There are many important things. The best teachers are those who forge excellent, respectful relationships with the children because then the sky’s the limit. I recall an older teacher giving me some advice before my first parents’ evening: ‘Remember they’re all someone’s bairn!’
What are the most challenging things about being a teacher?
The only constant, is change!
People who think we go home at half past three and have fourteen weeks holiday a year.
Dare I say parents who think their child can do no wrong?
Could you guess how many students you have taught?
Well, in 30 years as a class teacher that must be over 800, and as Headteacher for the last 8 years, at least another 700! I wish I could say I remembered all of their names, but I’m much better with faces! It’s fantastic to have some of the children of children I used to teach at Battle Hill, but it definitely made me feel old when the grandchildren started arriving!
What’s your favourite subject to teach?
That’s a tricky one, as the beauty of being a primary school teacher is that you get to teach the whole curriculum. I would have to say PE if pushed, as I love to see the delight on the children’s faces when they surprise themselves mastering new skills or scoring a goal.
What makes a good teacher?
I’ve seen so many great ones and hopefully learned from them over the years. Consistency, kindness and a desire to make sure that every child meets their potential are vital. Excellent teachers really get to know their children and understand how to help them.
Who was your favourite teacher and why?
Maths was a challenge for me at secondary school, until I was lucky enough to get a teacher in Y4 (now Y10) called Tim Scratcherd and everything clicked into place. I firmly believe I wouldn’t have passed O level maths if not for him, so wouldn’t have been able to go into teaching. He was so cool with long hair, platform shoes and flared pants (it was the 70s!) and he must have really loved my class as he took us Youth Hostelling in the Lake District.
Did you enjoy school?
I certainly loved primary school and have wonderful memories of afternoons in the sun playing rounders. Secondary school was a different story! I didn’t go to school around here and won’t name names, but I feel lucky to have escaped in one piece!
Whilst you have undoubtedly inspired many children, who inspires you?
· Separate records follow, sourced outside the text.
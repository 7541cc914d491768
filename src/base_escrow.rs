//! BaseEscrow predicate primitives (spec.md §4.2), shared by `EscrowSrc`
//! and `EscrowDst`. Pure validators — no storage, no transfers — so both
//! escrow flavors and the Factory can reuse them without inheritance
//! (spec.md §9 "tagged variants over inheritance").

use crate::address::Address;
use crate::crypto::CryptoProvider;
use crate::error::SwapError;
use crate::immutables::Immutables;
use crate::timelocks::Phase;
use subtle::ConstantTimeEq;

pub fn assert_caller_is(caller: &Address, expected: &Address) -> Result<(), SwapError> {
    if caller == expected {
        Ok(())
    } else {
        Err(SwapError::InvalidCaller)
    }
}

/// Recomputes `Keccak-256(secret)` and compares it to `imm.hashlock` in
/// constant time (spec.md §4.2): the secret is the swap's only bearer
/// credential, so timing leakage here would leak partial-preimage
/// information to a network observer.
pub fn assert_secret_matches(
    secret: &[u8],
    imm: &Immutables,
    crypto: &dyn CryptoProvider,
) -> Result<(), SwapError> {
    let computed = crypto.keccak256(secret);
    if computed.ct_eq(&imm.hashlock).into() {
        Ok(())
    } else {
        Err(SwapError::InvalidSecret)
    }
}

/// `current_time >= deadline` (spec.md §4.1/§4.2).
pub fn assert_after(imm: &Immutables, phase: Phase, now: u64) -> Result<(), SwapError> {
    if imm.timelocks.is_after(phase, now) {
        Ok(())
    } else {
        Err(SwapError::InvalidTime)
    }
}

/// `current_time < deadline` (spec.md §4.1/§4.2).
pub fn assert_before(imm: &Immutables, phase: Phase, now: u64) -> Result<(), SwapError> {
    if imm.timelocks.is_before(phase, now) {
        Ok(())
    } else {
        Err(SwapError::InvalidTime)
    }
}

/// A window gated by `[start, end)` — the shape every withdrawal /
/// cancellation transition in spec.md §4.3/§4.4 checks.
pub fn assert_within_window(
    imm: &Immutables,
    start: Phase,
    end: Phase,
    now: u64,
) -> Result<(), SwapError> {
    assert_after(imm, start, now)?;
    assert_before(imm, end, now)
}
//! Source-side escrow lifecycle (spec.md §4.3): funded by the pool on
//! behalf of the maker, released to the taker on secret reveal, or
//! returned to the maker once the cancellation phase opens.

use crate::address::Address;
use crate::base_escrow::{assert_caller_is, assert_secret_matches, assert_within_window};
use crate::clock::Clock;
use crate::coin::Coin;
use crate::crypto::CryptoProvider;
use crate::error::SwapError;
use crate::escrow::{Escrow, EscrowId, EscrowState, Payout};
use crate::events::{Event, EventSink};
use crate::immutables::Immutables;
use crate::timelocks::Phase;

#[derive(Debug, Clone, PartialEq, Eq)]
pub struct EscrowSrc<C: Coin> {
    pub id: EscrowId,
    pub immutables: Immutables,
    pub principal: C,
    pub safety_deposit: C,
    pub rescue_delay: u64,
    pub state: EscrowState,
}

impl<C: Coin> Escrow for EscrowSrc<C> {
    fn id(&self) -> EscrowId {
        self.id
    }

    fn immutables(&self) -> &Immutables {
        &self.immutables
    }

    fn state(&self) -> EscrowState {
        self.state
    }
}

impl<C: Coin> EscrowSrc<C> {
    pub fn new(id: EscrowId, immutables: Immutables, principal: C, safety_deposit: C, rescue_delay: u64) -> Self {
        Self {
            id,
            immutables,
            principal,
            safety_deposit,
            rescue_delay,
            state: EscrowState::Funded,
        }
    }

    /// Every transition in spec.md §4.3 requires `state == Funded`; once an
    /// escrow leaves Funded, the table's own scenario 6 expects subsequent
    /// calls to fail with `InvalidTime` rather than a distinct "wrong
    /// state" code.
    fn assert_funded(&self) -> Result<(), SwapError> {
        if self.state == EscrowState::Funded {
            Ok(())
        } else {
            Err(SwapError::InvalidTime)
        }
    }

    fn drain(&mut self) -> (C, C) {
        let principal = self.principal.split(self.principal.balance());
        let safety = self.safety_deposit.split(self.safety_deposit.balance());
        (principal, safety)
    }

    pub fn withdraw(
        &mut self,
        secret: &[u8],
        caller: &Address,
        crypto: &dyn CryptoProvider,
        clock: &dyn Clock,
        events: &mut dyn EventSink,
    ) -> Result<Payout<C>, SwapError> {
        let taker = self.immutables.taker.clone();
        self.withdraw_to(secret, caller, &taker, crypto, clock, events)
    }

    pub fn withdraw_to(
        &mut self,
        secret: &[u8],
        caller: &Address,
        target: &Address,
        crypto: &dyn CryptoProvider,
        clock: &dyn Clock,
        events: &mut dyn EventSink,
    ) -> Result<Payout<C>, SwapError> {
        let span = tracing::debug_span!("escrow_src.withdraw", escrow_id = self.id);
        let _enter = span.enter();
        self.assert_funded()?;
        assert_caller_is(caller, &self.immutables.taker).log_rejection()?;
        assert_within_window(&self.immutables, Phase::SrcWithdrawal, Phase::SrcCancellation, clock.now())
            .log_rejection()?;
        assert_secret_matches(secret, &self.immutables, crypto).log_rejection()?;

        let (principal, safety) = self.drain();
        self.state = EscrowState::Withdrawn;
        events.emit(Event::Withdrawal {
            escrow_id: self.id,
            secret: secret.to_vec(),
        });
        Ok(Payout {
            principal: (target.clone(), principal),
            safety_deposit: (caller.clone(), safety),
        })
    }

    /// Same as [`Self::withdraw`], callable by anyone once the public
    /// window opens; the safety deposit becomes the caller's incentive for
    /// completing a swap the taker left unfinished.
    pub fn public_withdraw(
        &mut self,
        secret: &[u8],
        caller: &Address,
        crypto: &dyn CryptoProvider,
        clock: &dyn Clock,
        events: &mut dyn EventSink,
    ) -> Result<Payout<C>, SwapError> {
        let taker = self.immutables.taker.clone();
        self.public_withdraw_to(secret, caller, &taker, crypto, clock, events)
    }

    pub fn public_withdraw_to(
        &mut self,
        secret: &[u8],
        caller: &Address,
        target: &Address,
        crypto: &dyn CryptoProvider,
        clock: &dyn Clock,
        events: &mut dyn EventSink,
    ) -> Result<Payout<C>, SwapError> {
        let span = tracing::debug_span!("escrow_src.public_withdraw", escrow_id = self.id);
        let _enter = span.enter();
        self.assert_funded()?;
        assert_within_window(
            &self.immutables,
            Phase::SrcPublicWithdrawal,
            Phase::SrcCancellation,
            clock.now(),
        )
        .log_rejection()?;
        assert_secret_matches(secret, &self.immutables, crypto).log_rejection()?;

        let (principal, safety) = self.drain();
        self.state = EscrowState::Withdrawn;
        events.emit(Event::Withdrawal {
            escrow_id: self.id,
            secret: secret.to_vec(),
        });
        Ok(Payout {
            principal: (target.clone(), principal),
            safety_deposit: (caller.clone(), safety),
        })
    }

    pub fn cancel(
        &mut self,
        caller: &Address,
        clock: &dyn Clock,
        events: &mut dyn EventSink,
    ) -> Result<Payout<C>, SwapError> {
        let span = tracing::info_span!("escrow_src.cancel", escrow_id = self.id);
        let _enter = span.enter();
        self.assert_funded()?;
        assert_caller_is(caller, &self.immutables.maker).log_rejection()?;
        if !self.immutables.timelocks.is_after(Phase::SrcCancellation, clock.now()) {
            tracing::warn!("cancel rejected: InvalidTime");
            return Err(SwapError::InvalidTime);
        }

        let maker = self.immutables.maker.clone();
        let (principal, safety) = self.drain();
        self.state = EscrowState::Cancelled;
        events.emit(Event::EscrowCancelled { escrow_id: self.id });
        Ok(Payout {
            principal: (maker, principal),
            safety_deposit: (caller.clone(), safety),
        })
    }

    /// Same as [`Self::cancel`], callable by anyone once the public
    /// cancellation window opens; the safety deposit rewards whoever
    /// triggers it.
    pub fn public_cancel(
        &mut self,
        caller: &Address,
        clock: &dyn Clock,
        events: &mut dyn EventSink,
    ) -> Result<Payout<C>, SwapError> {
        let span = tracing::info_span!("escrow_src.public_cancel", escrow_id = self.id);
        let _enter = span.enter();
        self.assert_funded()?;
        if !self
            .immutables
            .timelocks
            .is_after(Phase::SrcPublicCancellation, clock.now())
        {
            tracing::warn!("public_cancel rejected: InvalidTime");
            return Err(SwapError::InvalidTime);
        }

        let maker = self.immutables.maker.clone();
        let (principal, safety) = self.drain();
        self.state = EscrowState::Cancelled;
        events.emit(Event::EscrowCancelled { escrow_id: self.id });
        Ok(Payout {
            principal: (maker, principal),
            safety_deposit: (caller.clone(), safety),
        })
    }

    /// spec.md §4.3: drains up to `amount` of the principal (or the
    /// safety deposit, if `token` is [`Address::native_sentinel`]) to
    /// `caller` once `rescue_deadline` elapses. Stays `Funded` so it can
    /// be called repeatedly; only flips to `Rescued` once both balances
    /// are fully drained.
    pub fn rescue_funds(
        &mut self,
        token: &Address,
        amount: u64,
        caller: &Address,
        clock: &dyn Clock,
        events: &mut dyn EventSink,
    ) -> Result<(Address, C), SwapError> {
        let span = tracing::debug_span!("escrow_src.rescue_funds", escrow_id = self.id);
        let _enter = span.enter();
        self.assert_funded()?;
        let deadline = self.immutables.timelocks.rescue_deadline(self.rescue_delay);
        if clock.now() < deadline {
            tracing::warn!("rescue_funds rejected: RescueTooEarly");
            return Err(SwapError::RescueTooEarly);
        }

        let coin = if *token == Address::native_sentinel() {
            let drained = amount.min(self.safety_deposit.balance());
            self.safety_deposit.split(drained)
        } else {
            let drained = amount.min(self.principal.balance());
            self.principal.split(drained)
        };
        events.emit(Event::FundsRescued {
            escrow_id: self.id,
            token: token.clone(),
            amount: coin.balance(),
        });
        if self.principal.is_zero() && self.safety_deposit.is_zero() {
            self.state = EscrowState::Rescued;
        }
        Ok((caller.clone(), coin))
    }
}

trait LogRejection {
    fn log_rejection(self) -> Self;
}

impl<T> LogRejection for Result<T, SwapError> {
    fn log_rejection(self) -> Self {
        if let Err(ref err) = self {
            tracing::warn!(?err, "escrow_src transition rejected");
        }
        self
    }
}
use thiserror::Error;

/// The sub-taxonomy a [`SwapError`] belongs to. Error codes in spec.md §6.3
/// are only unique *within* a category — `InvalidCaller` (Escrow, 1) and
/// `OrderNotFound` (Order, 1) share a numeric code but not a category.
#[derive(Debug, Clone, Copy, PartialEq, Eq)]
pub enum ErrorCategory {
    Escrow,
    Order,
    Factory,
    Merkle,
}

#[derive(Error, Debug, Clone, PartialEq, Eq)]
pub enum SwapError {
    // ── BaseEscrow / EscrowSrc / EscrowDst (category: Escrow) ──────────────
    #[error("caller is not the expected maker/taker")]
    InvalidCaller,

    #[error("secret does not hash to the immutables' hashlock")]
    InvalidSecret,

    #[error("current time is outside the required window for this transition")]
    InvalidTime,

    #[error("rescue_deadline has not yet elapsed")]
    RescueTooEarly,

    // ── OrderPool (category: Order) ────────────────────────────────────────
    #[error("no pending order exists for this order_hash")]
    OrderNotFound,

    #[error("an order already exists for this order_hash")]
    OrderAlreadyExists,

    #[error("order was already claimed by another resolver")]
    OrderAlreadyTaken,

    #[error("order's expiry has passed")]
    OrderExpired,

    #[error("order was cancelled by its maker")]
    OrderCancelled,

    #[error("signature verification failed")]
    InvalidSignature,

    #[error("recomputed order_hash does not match the caller-supplied value")]
    HashMismatch,

    // ── EscrowFactory (category: Factory) ──────────────────────────────────
    #[error("an escrow already exists for this (order_hash, side)")]
    EscrowExists,

    #[error("src and dst immutables are not cross-chain compatible")]
    FactoryMismatch,

    // ── MerkleInvalidator (category: Merkle) ───────────────────────────────
    #[error("this (root, index) pair has already been invalidated")]
    AlreadyInvalidated,

    #[error("inclusion proof does not resolve to the claimed root")]
    InvalidProof,
}

impl SwapError {
    /// The stable numeric code from spec.md §6.3. Only unique within
    /// [`Self::category`].
    pub fn code(&self) -> u32 {
        match self {
            SwapError::InvalidCaller => 1,
            SwapError::InvalidSecret => 2,
            SwapError::InvalidTime => 3,
            SwapError::RescueTooEarly => 4,
            SwapError::OrderNotFound => 1,
            SwapError::OrderAlreadyExists => 2,
            SwapError::OrderExpired => 4,
            SwapError::OrderAlreadyTaken => 5,
            SwapError::InvalidSignature => 6,
            SwapError::OrderCancelled => 8,
            SwapError::HashMismatch => 10,
            SwapError::EscrowExists => 1,
            SwapError::FactoryMismatch => 2,
            SwapError::AlreadyInvalidated => 1,
            SwapError::InvalidProof => 2,
        }
    }

    pub fn category(&self) -> ErrorCategory {
        match self {
            SwapError::InvalidCaller
            | SwapError::InvalidSecret
            | SwapError::InvalidTime
            | SwapError::RescueTooEarly => ErrorCategory::Escrow,
            SwapError::OrderNotFound
            | SwapError::OrderAlreadyExists
            | SwapError::OrderAlreadyTaken
            | SwapError::OrderExpired
            | SwapError::OrderCancelled
            | SwapError::InvalidSignature
            | SwapError::HashMismatch => ErrorCategory::Order,
            SwapError::EscrowExists | SwapError::FactoryMismatch => ErrorCategory::Factory,
            SwapError::AlreadyInvalidated | SwapError::InvalidProof => ErrorCategory::Merkle,
        }
    }

    /// Fatal errors indicate a bug or an attack (spec.md §7): the host
    /// should log loudly, but must not special-case the state machine's
    /// handling of them.
    pub fn is_fatal(&self) -> bool {
        matches!(self, SwapError::HashMismatch | SwapError::FactoryMismatch)
    }
}
//! Log setup
//!
//! Logs go to stderr so the screen printed on stdout stays clean.
//! `RUST_LOG` wins over the `-v`/`-q` flags.

use tracing_subscriber::EnvFilter;

use crate::config::Verbosity;

/// Filter directives used when `RUST_LOG` is unset
#[must_use]
pub fn default_directives(verbosity: Verbosity) -> String {
    let level = verbosity.log_level();
    format!("glass_calculator={level},glass_calculator_cli={level}")
}

/// Installs the global subscriber; later calls are no-ops
pub fn init(verbosity: Verbosity) {
    let filter = EnvFilter::try_from_default_env()
        .unwrap_or_else(|_| EnvFilter::new(default_directives(verbosity)));

    let _ = tracing_subscriber::fmt()
        .with_env_filter(filter)
        .with_writer(std::io::stderr)
        .with_target(false)
        .try_init();
}
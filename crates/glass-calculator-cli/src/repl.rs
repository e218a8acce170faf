//! Interactive terminal front end
//!
//! Keys are read in raw mode and forwarded to the widget under their
//! browser key names. The screen is redrawn whenever the view changes,
//! including when a highlight or the display pop runs out.

use crossterm::event::{self, Event, KeyCode, KeyEvent, KeyEventKind, KeyModifiers};
use crossterm::{cursor, execute, terminal};
use glass_calculator::input::Keypad;
use glass_calculator::widget::{CalculatorWidget, WidgetView};
use std::io::{self, Write};
use std::time::{Duration, Instant};
use tracing::warn;

use crate::error::{CliError, CliResult};
use crate::output::render_screen;

/// Redraw tick while waiting for input
const POLL_INTERVAL: Duration = Duration::from_millis(30);

/// What a terminal key does in the REPL
#[derive(Debug, Clone, PartialEq, Eq)]
pub enum ReplCommand {
    /// Forward a key name to the calculator
    Key(String),
    /// Recall the next older history entry
    RecallOlder,
    /// Recall the next newer history entry
    RecallNewer,
    /// Toggle light/dark
    ToggleTheme,
    /// Empty the history
    ClearHistory,
    /// Leave the REPL
    Quit,
}

/// Translates a terminal key event
#[must_use]
pub fn command_for(key: &KeyEvent) -> Option<ReplCommand> {
    if key.kind == KeyEventKind::Release {
        return None;
    }
    if key.modifiers.contains(KeyModifiers::CONTROL) {
        return match key.code {
            KeyCode::Char('c' | 'd') => Some(ReplCommand::Quit),
            _ => None,
        };
    }
    let command = match key.code {
        KeyCode::Char('q') => ReplCommand::Quit,
        KeyCode::Char('t') => ReplCommand::ToggleTheme,
        KeyCode::Char(ch) => ReplCommand::Key(ch.to_string()),
        KeyCode::Enter => ReplCommand::Key("Enter".to_string()),
        KeyCode::Esc => ReplCommand::Key("Escape".to_string()),
        KeyCode::Backspace => ReplCommand::Key("Backspace".to_string()),
        KeyCode::Up => ReplCommand::RecallOlder,
        KeyCode::Down => ReplCommand::RecallNewer,
        KeyCode::Delete => ReplCommand::ClearHistory,
        _ => return None,
    };
    Some(command)
}

/// REPL session state outside the widget
#[derive(Debug)]
pub struct Repl {
    widget: CalculatorWidget,
    keypad: Keypad,
    history_cursor: Option<usize>,
    status: Option<String>,
}

impl Repl {
    /// Creates a session around `widget`
    #[must_use]
    pub fn new(widget: CalculatorWidget) -> Self {
        Self {
            widget,
            keypad: Keypad::new(),
            history_cursor: None,
            status: None,
        }
    }

    /// The widget being driven
    #[must_use]
    pub fn widget(&self) -> &CalculatorWidget {
        &self.widget
    }

    /// Applies one command; returns `false` when the session should end
    pub fn handle(&mut self, command: ReplCommand, now_ms: u64) -> bool {
        self.status = None;
        match command {
            ReplCommand::Quit => return false,
            ReplCommand::Key(key) => {
                if self.widget.press_key(&key, now_ms) {
                    self.history_cursor = None;
                }
            }
            ReplCommand::RecallOlder => {
                let next = self.history_cursor.map_or(0, |i| i + 1);
                if self.widget.select_history(next, now_ms) {
                    self.history_cursor = Some(next);
                }
            }
            ReplCommand::RecallNewer => {
                if let Some(next) = self.history_cursor.and_then(|i| i.checked_sub(1)) {
                    if self.widget.select_history(next, now_ms) {
                        self.history_cursor = Some(next);
                    }
                }
            }
            ReplCommand::ToggleTheme => {
                if let Err(err) = self.widget.toggle_theme() {
                    warn!(error = %err, "theme not saved");
                    self.status = Some(err.to_string());
                }
            }
            ReplCommand::ClearHistory => {
                self.widget.clear_history();
                self.history_cursor = None;
            }
        }
        true
    }

    /// Screen lines at clock time `now_ms`
    #[must_use]
    pub fn screen(&self, now_ms: u64) -> Vec<String> {
        let mut lines = render_screen(&self.widget.view(now_ms), &self.keypad);
        lines.push(String::new());
        lines.push(
            console::style("q quit · t theme · ↑/↓ recall history · Del clear history")
                .dim()
                .to_string(),
        );
        if let Some(status) = &self.status {
            lines.push(console::style(status).red().to_string());
        }
        lines
    }
}

/// Runs `restore` on drop once `enable` has succeeded, even if the
/// setup that follows fails
struct TerminalGuard<R: FnMut()> {
    restore: R,
}

impl<R: FnMut()> TerminalGuard<R> {
    fn enter(
        enable: impl FnOnce() -> CliResult<()>,
        setup: impl FnOnce() -> CliResult<()>,
        restore: R,
    ) -> CliResult<Self> {
        enable()?;
        let guard = Self { restore };
        setup()?;
        Ok(guard)
    }
}

impl<R: FnMut()> Drop for TerminalGuard<R> {
    fn drop(&mut self) {
        (self.restore)();
    }
}

fn raw_mode_guard() -> CliResult<TerminalGuard<impl FnMut()>> {
    TerminalGuard::enter(
        || {
            terminal::enable_raw_mode()
                .map_err(|e| CliError::terminal(format!("cannot enter raw mode: {e}")))
        },
        || {
            execute!(io::stdout(), terminal::EnterAlternateScreen, cursor::Hide)?;
            Ok(())
        },
        || {
            let _ = execute!(io::stdout(), cursor::Show, terminal::LeaveAlternateScreen);
            let _ = terminal::disable_raw_mode();
        },
    )
}

fn draw(out: &mut impl Write, lines: &[String]) -> io::Result<()> {
    execute!(
        out,
        terminal::Clear(terminal::ClearType::All),
        cursor::MoveTo(0, 0)
    )?;
    // Raw mode needs explicit carriage returns
    write!(out, "{}", lines.join("\r\n"))?;
    out.flush()
}

/// Runs the interactive loop until the user quits
///
/// # Errors
///
/// Returns an error if the terminal cannot be put in raw mode or written.
pub fn run(widget: CalculatorWidget) -> CliResult<()> {
    let mut repl = Repl::new(widget);
    let started = Instant::now();
    let now_ms = || started.elapsed().as_millis() as u64;

    let _guard = raw_mode_guard()?;
    let mut out = io::stdout();
    let mut last_view: Option<WidgetView> = None;

    loop {
        let now = now_ms();
        let view = repl.widget().view(now);
        if last_view.as_ref() != Some(&view) {
            draw(&mut out, &repl.screen(now))?;
            last_view = Some(view);
        }

        if !event::poll(POLL_INTERVAL)? {
            continue;
        }
        if let Event::Key(key) = event::read()? {
            if let Some(command) = command_for(&key) {
                if !repl.handle(command, now_ms()) {
                    break;
                }
                last_view = None;
            }
        }
    }
    Ok(())
}
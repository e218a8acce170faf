//! Error types for the widget's ambient layers
//!
//! The calculator core never fails; these errors come from configuration
//! and theme persistence.

use thiserror::Error;

/// Result type for widget operations
pub type WidgetResult<T> = Result<T, WidgetError>;

/// Errors that can occur outside the arithmetic core
#[derive(Debug, Error)]
pub enum WidgetError {
    /// Configuration failed validation
    #[error("Invalid configuration: {message}")]
    InvalidConfig {
        /// Error message
        message: String,
    },

    /// Theme could not be loaded or stored
    #[error("Theme storage failed: {message}")]
    ThemeStore {
        /// Error message
        message: String,
    },

    /// JSON (de)serialization error
    #[error("Serialization error: {0}")]
    Serialization(#[from] serde_json::Error),

    /// IO error
    #[error("I/O error: {0}")]
    Io(#[from] std::io::Error),
}

impl WidgetError {
    /// Create an invalid configuration error
    #[must_use]
    pub fn invalid_config(message: impl Into<String>) -> Self {
        Self::InvalidConfig {
            message: message.into(),
        }
    }

    /// Create a theme storage error
    #[must_use]
    pub fn theme_store(message: impl Into<String>) -> Self {
        Self::ThemeStore {
            message: message.into(),
        }
    }
}

#[cfg(test)]
mod tests {
    use super::*;

    #[test]
    fn test_invalid_config_display() {
        let err = WidgetError::invalid_config("history_capacity must be at least 1");
        assert_eq!(
            err.to_string(),
            "Invalid configuration: history_capacity must be at least 1"
        );
    }

    #[test]
    fn test_theme_store_display() {
        let err = WidgetError::theme_store("storage unavailable");
        assert_eq!(err.to_string(), "Theme storage failed: storage unavailable");
    }

    #[test]
    fn test_from_serde_error() {
        let serde_err = serde_json::from_str::<u32>("nope").unwrap_err();
        let err: WidgetError = serde_err.into();
        assert!(matches!(err, WidgetError::Serialization(_)));
    }

    #[test]
    fn test_from_io_error() {
        let io_err = std::io::Error::new(std::io::ErrorKind::NotFound, "missing");
        let err: WidgetError = io_err.into();
        assert!(err.to_string().starts_with("I/O error"));
    }
}
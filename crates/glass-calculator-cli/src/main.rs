//! glass-calc: the glass calculator in a terminal
//!
//! ## Usage
//!
//! ```bash
//! glass-calc press 2 + 3 '*' 4 Enter   # prints 20
//! glass-calc press --json 1/3=         # view as JSON
//! glass-calc repl                      # interactive
//! glass-calc theme toggle              # light <-> dark
//! glass-calc keys                      # keyboard mapping
//! ```

use clap::Parser;
use glass_calculator::config::CalculatorConfig;
use glass_calculator::feedback::{FileThemeStore, ThemeController};
use glass_calculator::input::Keypad;
use glass_calculator::widget::CalculatorWidget;
use glass_calculator_cli::{
    logging, output, press, repl, Cli, CliConfig, CliResult, ColorChoice, Commands, PressArgs,
    ThemeAction, Verbosity,
};
use std::process::ExitCode;
use tracing::info;

fn main() -> ExitCode {
    match run() {
        Ok(()) => ExitCode::SUCCESS,
        Err(e) => {
            eprintln!("Error: {e}");
            ExitCode::FAILURE
        }
    }
}

fn run() -> CliResult<()> {
    let cli = Cli::parse();
    let config = build_config(&cli)?;

    logging::init(config.verbosity);
    console::set_colors_enabled(config.color.should_color());

    match cli.command {
        Commands::Press(args) => run_press(&config, &args),
        Commands::Repl => run_repl(&config),
        Commands::Theme(args) => run_theme(&config, args.action),
        Commands::Keys => {
            run_keys(&config);
            Ok(())
        }
    }
}

fn build_config(cli: &Cli) -> CliResult<CliConfig> {
    let verbosity = if cli.quiet {
        Verbosity::Quiet
    } else {
        match cli.verbose {
            0 => Verbosity::Normal,
            1 => Verbosity::Verbose,
            _ => Verbosity::Debug,
        }
    };

    let color: ColorChoice = cli.color.clone().into();

    let mut config = CliConfig::new().with_verbosity(verbosity).with_color(color);
    if let Some(path) = &cli.config {
        config = config.with_widget(CalculatorConfig::load(path)?);
    }
    if let Some(path) = &cli.theme_file {
        config = config.with_theme_file(path);
    }
    Ok(config)
}

fn build_widget(config: &CliConfig) -> CalculatorWidget {
    CalculatorWidget::new(&config.widget)
        .with_theme_store(Box::new(FileThemeStore::new(config.theme_file())))
}

fn run_press(config: &CliConfig, args: &PressArgs) -> CliResult<()> {
    let mut widget = build_widget(config);
    press::apply_tokens(&mut widget, &args.tokens, 0)?;
    let view = widget.view(0);

    if args.json {
        println!("{}", serde_json::to_string_pretty(&view)?);
    } else if config.verbosity.is_quiet() {
        println!("{}", view.display);
    } else {
        for line in output::render_screen(&view, &Keypad::new()) {
            println!("{line}");
        }
    }
    Ok(())
}

fn run_repl(config: &CliConfig) -> CliResult<()> {
    info!(theme_file = %config.theme_file().display(), "starting repl");
    repl::run(build_widget(config))
}

fn run_theme(config: &CliConfig, action: ThemeAction) -> CliResult<()> {
    let store = FileThemeStore::new(config.theme_file());
    let mut controller = ThemeController::load(store, config.widget.default_theme);

    match action {
        ThemeAction::Show => {}
        ThemeAction::Toggle => {
            controller.set(controller.theme().toggled())?;
        }
        ThemeAction::Set { theme } => controller.set(theme.into())?,
    }

    println!("{}", controller.theme());
    if config.verbosity.is_verbose() {
        eprintln!("theme file: {}", config.theme_file().display());
    }
    Ok(())
}

fn run_keys(config: &CliConfig) {
    if config.verbosity.is_quiet() {
        return;
    }
    for line in output::render_keys() {
        println!("{line}");
    }
}
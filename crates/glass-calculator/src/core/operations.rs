//! Binary operators and their arithmetic
//!
//! Error prevention: the operator set is a closed enum, so every pending
//! operation is one of the four keypad operators.

use serde::{Deserialize, Serialize};

/// Type-safe operator enum - one variant per keypad operator button
#[derive(Debug, Clone, Copy, PartialEq, Eq, Hash, Serialize, Deserialize)]
pub enum Operator {
    /// Addition (+)
    Add,
    /// Subtraction (-)
    Subtract,
    /// Multiplication (×)
    Multiply,
    /// Division (÷)
    Divide,
}

impl Operator {
    /// All operators in keypad order (top to bottom)
    pub const ALL: [Self; 4] = [Self::Divide, Self::Multiply, Self::Subtract, Self::Add];

    /// Returns the operator symbol used in expressions and history
    #[must_use]
    pub const fn symbol(&self) -> &'static str {
        match self {
            Self::Add => "+",
            Self::Subtract => "-",
            Self::Multiply => "×",
            Self::Divide => "÷",
        }
    }

    /// Returns the label printed on the keypad button
    ///
    /// Subtraction uses the typographic minus sign on the button while the
    /// expression trace keeps the ASCII hyphen.
    #[must_use]
    pub const fn button_label(&self) -> &'static str {
        match self {
            Self::Subtract => "−",
            other => other.symbol(),
        }
    }

    /// Applies the operator to two operands
    ///
    /// Division by zero yields `0`. Any other non-finite result (overflow)
    /// is also collapsed to `0` so the display always holds a finite number.
    #[must_use]
    pub fn apply(&self, left: f64, right: f64) -> f64 {
        let result = match self {
            Self::Add => left + right,
            Self::Subtract => left - right,
            Self::Multiply => left * right,
            Self::Divide => {
                if right == 0.0 {
                    return 0.0;
                }
                left / right
            }
        };

        if result.is_finite() {
            result
        } else {
            0.0
        }
    }
}

impl std::fmt::Display for Operator {
    fn fmt(&self, f: &mut std::fmt::Formatter<'_>) -> std::fmt::Result {
        f.write_str(self.symbol())
    }
}
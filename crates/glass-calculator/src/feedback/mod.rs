//! Feedback collaborators: click sounds and the color theme
//!
//! Neither influences arithmetic. Both sit behind small capability traits
//! ([`SoundPlayer`], [`ThemeStore`]) so the widget can run headless.

mod sound;
mod theme;

pub use sound::{ClickTone, RecordingPlayer, SilentPlayer, SoundKind, SoundPlayer};
pub use theme::{
    FileThemeStore, MemoryThemeStore, Theme, ThemeController, ThemeStore, THEME_STORAGE_KEY,
};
I’ve been inspired by seeing the dedication of the professionals I’ve worked with over the years in Wallsend and at Battle Hill Primary in particular.
For any young people reading this, why should they consider a career in teaching?
Although there are many challenges and it certainly isn’t the career I went into 40 years ago, I can honestly say I’ve never been bored. You can’t predict what children are going to say or do and they’re often hilarious.
The best teachers can make a difference to children’s lives and I love it when I see ex-pupils who have happy memories of their time with me. I’m proud to say many of them have gone on to be really successful.
Here at Wallsend Online, we would like to say a huge thank you to Mrs Wells for the dedication, hard work and love she has given the children of our community. We wish Mrs Wells all the best for the future, and we hope she enjoys her retirement, she most certainly deserves it!